Ram: Where is the Taj Mahal located                  

Mohan: It is located in Agra.It is considered to be one of the wornders of the world.
"""
sentences = sent_tokenize(textual_data)
  
print(sentences[0])
print("\n",sentences)

Output

Ram : Where have gone last Sunday?

 ['\nRam : Where have gone last Sunday?', 'Mohan : I went to see the Taj Mahal.', 'Ram: Where is the Taj Mahal located                  \n\n\nMohan: It is located in Agra.It is considered to be one of the wonders of the world.']

The output of the last sentence does not look correct as the tokenizer failed to tokenize the text since the text does not follow a normal paragraph structure.

This is a situation where a tokenizer can be trained.

data.txt link : https://drive.google.com/file/d/1bs2eBbSxTSeaAuDlpoDqGB89Ej9HAqPz/view?usp=sharing.

Training a tokenizer

We would be using the Punkt Sentence Tokenizer for this example.

import nltk
nltk.download('webtext')

from nltk.tokenize import PunktSentenceTokenizer
from nltk.corpus import webtext
  
data = webtext.raw('/content/data.txt')
tokenizer_sentence = PunktSentenceTokenizer(data)
sentences = tokenizer_sentence.tokenize(data)
  
print(sentences[0])
print("\n",sentences)

Output

Ram : Where have gone last Sunday?

 ['Ram : Where have gone last Sunday?', 'Mohan : I went to see the Taj Mahal.', 'Ram: Where is the Taj Mahal located?', 'Mohan: It is located in Agra.It is considered to be one of the wonders of the world.']

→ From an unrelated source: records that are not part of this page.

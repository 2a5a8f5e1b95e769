use anyhow::Context;
use clap::Parser;
use cybersafe_core::case::status::lookup_case_status;
use cybersafe_core::config::WizardConfig;
use cybersafe_core::report::evidence::{IncomingFile, UrlInputProvider};
use cybersafe_core::report::model::{CHOICE_GROUPS, FIELD_KEYS};
use cybersafe_core::report::render::{render_evidence_manifest_csv, render_review_markdown};
use cybersafe_core::report::submit::SimulatedSubmitter;
use cybersafe_core::report::wizard::{ReportWizard, WizardStage};
use std::io::{self, BufRead, Write};
use std::path::PathBuf;
use std::time::Duration;
use tracing_subscriber::{layer::SubscriberExt, util::SubscriberInitExt};

/// Walks through the incident report form from a terminal.
#[derive(Debug, Parser)]
#[command(name = "report_wizard", version)]
struct Args {
    /// JSON config file. Environment variables are used when omitted.
    #[arg(long)]
    config: Option<PathBuf>,

    /// Overrides the simulated submission delay.
    #[arg(long)]
    latency_ms: Option<u64>,
}

struct LineSource {
    inner: Box<dyn BufRead>,
}

impl LineSource {
    fn next_line(&mut self) -> Option<String> {
        let mut buf = String::new();
        match self.inner.read_line(&mut buf) {
            Ok(0) | Err(_) => None,
            Ok(_) => Some(buf.trim_end_matches(['\r', '\n']).to_string()),
        }
    }
}

struct PromptUrl<'a> {
    lines: &'a mut LineSource,
}

impl UrlInputProvider for PromptUrl<'_> {
    fn request_url(&mut self) -> Option<String> {
        prompt("Enter evidence URL: ");
        self.lines.next_line()
    }
}

fn prompt(text: &str) {
    print!("{}", text);
    let _ = io::stdout().flush();
}

fn main() -> anyhow::Result<()> {
    tracing_subscriber::registry()
        .with(
            tracing_subscriber::EnvFilter::try_from_default_env()
                .unwrap_or_else(|_| "report_wizard=info,cybersafe_core=info".into()),
        )
        .with(tracing_subscriber::fmt::layer().with_writer(io::stderr))
        .init();

    dotenvy::dotenv().ok();
    let args = Args::parse();

    let mut config = match &args.config {
        Some(path) => WizardConfig::from_json_file(path)
            .with_context(|| format!("loading config {}", path.display()))?,
        None => WizardConfig::from_env().context("loading config from environment")?,
    };
    if let Some(ms) = args.latency_ms {
        config.submit_latency_ms = ms;
    }
    tracing::info!(prefix = %config.case_id_prefix, "report wizard ready");

    let submitter = SimulatedSubmitter::from_config(&config);
    let mut wizard = ReportWizard::new(config);
    let mut lines = LineSource {
        inner: Box::new(io::BufReader::new(io::stdin())),
    };

    println!("CyberSafe incident reporting. Type `help` for commands, `start` to begin.");
    loop {
        prompt(&stage_prompt(wizard.stage()));
        let Some(line) = lines.next_line() else {
            break;
        };
        let line = line.trim();
        if line.is_empty() {
            continue;
        }
        let (cmd, rest) = line.split_once(' ').unwrap_or((line, ""));
        let rest = rest.trim();

        let result = match cmd {
            "quit" | "exit" => break,
            "help" => {
                print_help();
                Ok(())
            }
            "start" => wizard.start().map(|s| println!("Section {}: {}", s.number(), s.title())),
            "next" => wizard
                .advance()
                .map(|s| println!("Section {}: {}", s.number(), s.title())),
            "back" => wizard
                .back()
                .map(|s| println!("Section {}: {}", s.number(), s.title())),
            "set" => match rest.split_once(' ') {
                Some((key, value)) => wizard.set_field(key, value.trim()),
                None => wizard.set_field(rest, ""),
            },
            "toggle" => match rest.split_once(' ') {
                Some((group, value)) => wizard
                    .toggle_choice(group, value.trim())
                    .map(|on| println!("{} {}", value.trim(), if on { "selected" } else { "cleared" })),
                None => {
                    println!("usage: toggle <group> <value>");
                    Ok(())
                }
            },
            "attach" => attach(&mut wizard, rest),
            "rm-file" => wizard
                .remove_file(rest)
                .map(|removed| if !removed { println!("no file with id {}", rest) }),
            "add-url" => {
                let added = if rest.is_empty() {
                    wizard.add_url_from(&mut PromptUrl { lines: &mut lines })
                } else {
                    wizard.add_url(rest)
                };
                added.map(|id| {
                    if let Some(id) = id {
                        println!("added {}", id);
                    }
                })
            }
            "describe-url" => {
                let (id, text) = rest.split_once(' ').unwrap_or((rest, ""));
                wizard
                    .set_url_description(id, text.trim())
                    .map(|found| if !found { println!("no link with id {}", id) })
            }
            "encrypt" => match rest {
                "on" => wizard.set_encryption(true),
                "off" => wizard.set_encryption(false),
                _ => {
                    println!("usage: encrypt on|off");
                    Ok(())
                }
            },
            "password" => wizard.set_field("encryption_password", rest),
            "check" => {
                if let Some(check) = wizard.check_current() {
                    if check.passed() {
                        println!("All required fields are filled in.");
                    } else {
                        println!("Missing: {}", check.missing.join(", "));
                    }
                }
                Ok(())
            }
            "review" => {
                println!("{}", render_review_markdown(wizard.draft()));
                Ok(())
            }
            "manifest" => render_evidence_manifest_csv(wizard.draft()).map(|csv| print!("{}", csv)),
            "submit" => {
                println!("Submitting securely...");
                wizard.submit(&submitter).map(|receipt| {
                    println!("Report submitted. Your case ID: {}", receipt.case_id);
                    println!("Keep it safe. Helpline: {}", wizard.config().helpline);
                    if let Ok(json) = serde_json::to_string_pretty(&receipt) {
                        println!("{}", json);
                    }
                })
            }
            "another" => wizard.submit_another(),
            "status" => lookup_case_status(&wizard.config().case_id_prefix, rest).map(|view| {
                println!("{}: {}", view.case_id, view.stage.label());
                for stage in view.history {
                    println!("  - {}", stage.label());
                }
            }),
            other => {
                println!("unknown command `{}`; type `help`", other);
                Ok(())
            }
        };

        if let Some(notice) = wizard.take_notice() {
            println!("\n[!] {}\n", notice);
        } else if let Err(e) = result {
            println!("error: {}", e);
        }
    }
    Ok(())
}

/// Reads every path it can and attaches those. Unreadable paths are reported one by one.
fn attach(wizard: &mut ReportWizard, rest: &str) -> cybersafe_core::error::CoreResult<()> {
    let paths = match split_paths(rest) {
        Ok(paths) if !paths.is_empty() => paths,
        Ok(_) => {
            println!("usage: attach <path>...");
            return Ok(());
        }
        Err(e) => {
            println!("{}", e);
            return Ok(());
        }
    };
    let max_bytes = wizard.config().max_evidence_file_bytes;
    let mut batch = Vec::with_capacity(paths.len());
    for path in &paths {
        match IncomingFile::from_path(path, max_bytes) {
            Ok(file) => batch.push(file),
            Err(e) => {
                tracing::warn!(path = %path, error = %e, "evidence file skipped");
                println!("skipped {}: {}", path, e);
            }
        }
    }
    if batch.is_empty() {
        return Ok(());
    }
    let outcome = wizard.attach_files(batch)?;
    for id in &outcome.accepted_ids {
        println!("added {}", id);
    }
    Ok(())
}

/// Splits on whitespace, keeping quoted runs together so paths may contain spaces.
fn split_paths(input: &str) -> Result<Vec<String>, String> {
    let mut out = Vec::new();
    let mut current = String::new();
    let mut in_token = false;
    let mut quote: Option<char> = None;
    for c in input.chars() {
        match quote {
            Some(q) if c == q => quote = None,
            Some(_) => current.push(c),
            None if c == '"' || c == '\'' => {
                quote = Some(c);
                in_token = true;
            }
            None if c.is_whitespace() => {
                if in_token {
                    out.push(std::mem::take(&mut current));
                    in_token = false;
                }
            }
            None => {
                current.push(c);
                in_token = true;
            }
        }
    }
    if let Some(q) = quote {
        return Err(format!("unterminated {} in path list", q));
    }
    if in_token {
        out.push(current);
    }
    Ok(out)
}

fn stage_prompt(stage: &WizardStage) -> String {
    match stage {
        WizardStage::Intro => "[intro] > ".to_string(),
        WizardStage::Editing(s) => format!("[{}/6 {}] > ", s.number(), s.title()),
        WizardStage::Submitting => "[submitting] > ".to_string(),
        WizardStage::Submitted(r) => format!("[submitted {}] > ", r.case_id),
    }
}

fn print_help() {
    println!("commands:");
    println!("  start | next | back | check | review | manifest | submit | another | quit");
    println!("  set <field> <value>        fields: {}", FIELD_KEYS.join(", "));
    println!("  toggle <group> <value>     groups: {}", CHOICE_GROUPS.join(", "));
    println!("  attach <path>...           add evidence files; quote paths with spaces");
    println!("  rm-file <id>");
    println!("  add-url [url]              prompts when no url is given");
    println!("  describe-url <id> <text>");
    println!("  encrypt on|off, password <text>");
    println!("  status <case-id>           look up a case");
}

Filtering Stop words in a sentence

The words that do not add meaning to a particular sentence in a text corpus are called stop words. They are generally removed from the original text while preprocessing since they are not crucial to the NLP task. The NLTK library is a collection of stop words corresponding to different languages.

Let us see the process of filtering stop words through a code example.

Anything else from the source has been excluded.